Chacun admira l’ingéniosité du stratagème. Le fugu fut cuit. Le mendiant reçut avec beaucoup de démonstrations de reconnaissance le déjeuner dont on le gratifiait, et on remonta prendre du saké accompagné de mets légers, suivant la manière propre au Japon, où les repas se prolongent des heures et finissent par se rejoindre par leurs extrémités.
De temps en temps, on regardait par une fenêtre si le mendiant ne présentait pas de symptômes morbides ; mais il était plus vivant et plus gai que jamais. Après une attente convenable, on attaqua le fugu, qui fut déclaré exquis.
Comme on avait eu soin d’arroser ce plat de nombreuses tasses de saké, les têtes étaient passablement montées. On trouva très drôle de descendre en chœur près de l’aveugle et de lui raconter l’expérience in anima vili dont il venait d’être l’objet. On se proposait de jouir de sa tête à la suite de cette révélation.
Le bonhomme écouta sans sourciller la communication des joyeux convives, puis sourit et dit :
— J’ai parfaitement reconnu à l’odeur l’espèce du poisson dont vous avez bien voulu me donner une tranche. J’ai deviné le motif de votre charité et j’ai prévu ce qui vient d’arriver. Maintenant, poursuivit-il en sortant de dessous sa robe, intact, le morceau de fugu en question, je vais attendre l’effet que produira sur vous le repas que vous venez de prendre avant de toucher moi-même à ce dangereux aliment.
Il y a à Kusatsu cinq ou six sources principales. La plus abondante et la plus chaude est celle de Netsu-no-yu. On y voit les cliens affluer en un grouillement curieux à l’œil, mais dont le contact serait singulièrement désagréable pour un baigneur européen.
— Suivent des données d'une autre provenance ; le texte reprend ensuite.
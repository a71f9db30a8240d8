//! # Relation expansion
//!
//! A `hasMany` relation names an entity that may not exist yet. Expansion
//! walks the relation graph starting at the root entity and synthesizes each
//! missing entity with the default field set and a `belongsTo` pointing back
//! at its owner, then expands the synthesized entity in turn.
//!
//! The walk is a breadth-first work queue over a set of names already
//! scheduled. An entity is synthesized at most once, so relation graphs that
//! loop back on themselves terminate after every distinct name has been seen.

use std::collections::{HashSet, VecDeque};

use tracing::debug;

use crate::dsl::RelationKind;
use crate::entity::EntitySpec;

/// Expand `root` into the ordered list of entities a plan must cover.
///
/// The root comes first, followed by synthesized entities in the order their
/// owning relations were declared (breadth first).
#[must_use]
pub fn expand(root: EntitySpec) -> Vec<EntitySpec> {
    let mut seen: HashSet<String> = HashSet::new();
    seen.insert(root.name().to_string());

    let mut entities = vec![root];
    let mut queue: VecDeque<usize> = VecDeque::from([0]);

    while let Some(index) = queue.pop_front() {
        let owner = entities[index].name().to_string();
        let related: Vec<String> = entities[index]
            .relations_of(RelationKind::HasMany)
            .map(|relation| relation.related.clone())
            .collect();

        for name in related {
            if !seen.insert(name.clone()) {
                debug!(owner = %owner, related = %name, "related entity already in plan, not synthesizing");
                continue;
            }
            debug!(owner = %owner, related = %name, "synthesizing related entity");
            entities.push(EntitySpec::synthesized(&name, &owner));
            queue.push_back(entities.len() - 1);
        }
    }

    entities
}

#[cfg(test)]
mod tests {
    use super::*;
    use crate::dsl::{FieldKind, FieldSpec, RelationSpec};
    use crate::entity::{default_fields, EntityOrigin};

    fn project(relations: Vec<RelationSpec>) -> EntitySpec {
        EntitySpec::root(
            "Project",
            vec![FieldSpec::new("name", FieldKind::String)],
            relations,
        )
    }

    #[test]
    fn test_has_many_synthesizes_with_reciprocal() {
        let entities = expand(project(vec![RelationSpec::new(
            "Task",
            RelationKind::HasMany,
        )]));
        assert_eq!(entities.len(), 2);
        assert_eq!(entities[0].name(), "Project");

        let task = &entities[1];
        assert_eq!(task.name(), "Task");
        assert_eq!(task.fields, default_fields());
        assert_eq!(
            task.relations,
            vec![RelationSpec::new("Project", RelationKind::BelongsTo)]
        );
        assert_eq!(
            task.origin,
            EntityOrigin::Synthesized {
                owner: "Project".to_string()
            }
        );
    }

    #[test]
    fn test_belongs_to_does_not_synthesize() {
        let entities = expand(project(vec![RelationSpec::new(
            "Client",
            RelationKind::BelongsTo,
        )]));
        assert_eq!(entities.len(), 1);
        assert_eq!(entities[0].relations.len(), 1);
    }

    #[test]
    fn test_discovery_order_follows_declaration() {
        let entities = expand(project(vec![
            RelationSpec::new("Task", RelationKind::HasMany),
            RelationSpec::new("Client", RelationKind::BelongsTo),
            RelationSpec::new("Milestone", RelationKind::HasMany),
        ]));
        let names: Vec<_> = entities.iter().map(EntitySpec::name).collect();
        assert_eq!(names, vec!["Project", "Task", "Milestone"]);
    }

    #[test]
    fn test_self_reference_terminates() {
        let entities = expand(project(vec![RelationSpec::new(
            "Project",
            RelationKind::HasMany,
        )]));
        assert_eq!(entities.len(), 1);
    }

    #[test]
    fn test_repeated_relation_synthesizes_once() {
        let entities = expand(project(vec![
            RelationSpec::new("Task", RelationKind::HasMany),
            RelationSpec::new("Task", RelationKind::HasMany),
        ]));
        assert_eq!(entities.len(), 2);
    }
}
Les établissemens affectent tous l’apparence d’un lavoir protégé par un toit et divisé, au moyen de planches, en compartimens de températures différentes. Le premier degré est celui d’un bain japonais ordinaire. La plupart des étrangers qui sont venus au Japon ont tenu à entrer dans un bain indigène ; quelques-uns, non prévenus, sans défiance. Rien d’amusant alors comme la précipitation avec laquelle on les en voit sortir. Généralement, cette tentative n’est pas renouvelée et on se contente d’admirer le degré de résistance à la cuisson des gens qui prennent leurs ébats dans un pareil liquide. En réalité, trois ou quatre expériences suffisent à habituer le corps, qui finit par se trouver à l’aise au milieu d’une température jugée excessive au début. A la source de Wasi-no-yu, le thermomètre, dans la piscine infernale, marquait 50 degrés centigrades. Personne, Japonais pas plus qu’Européen, ne pourrait supporter sans préparation une eau aussi chaude. Mais, en peu de jours, le baigneur capable d’un petit effort de volonté arrive, par une sage gradation, au maximum. Alors il ne croira jamais se tremper dans « le cristal d’une onde pure, » mais il sera étonné d’endurer une eau dans laquelle il se serait primitivement brûlé la main, rien qu’en l’immergeant.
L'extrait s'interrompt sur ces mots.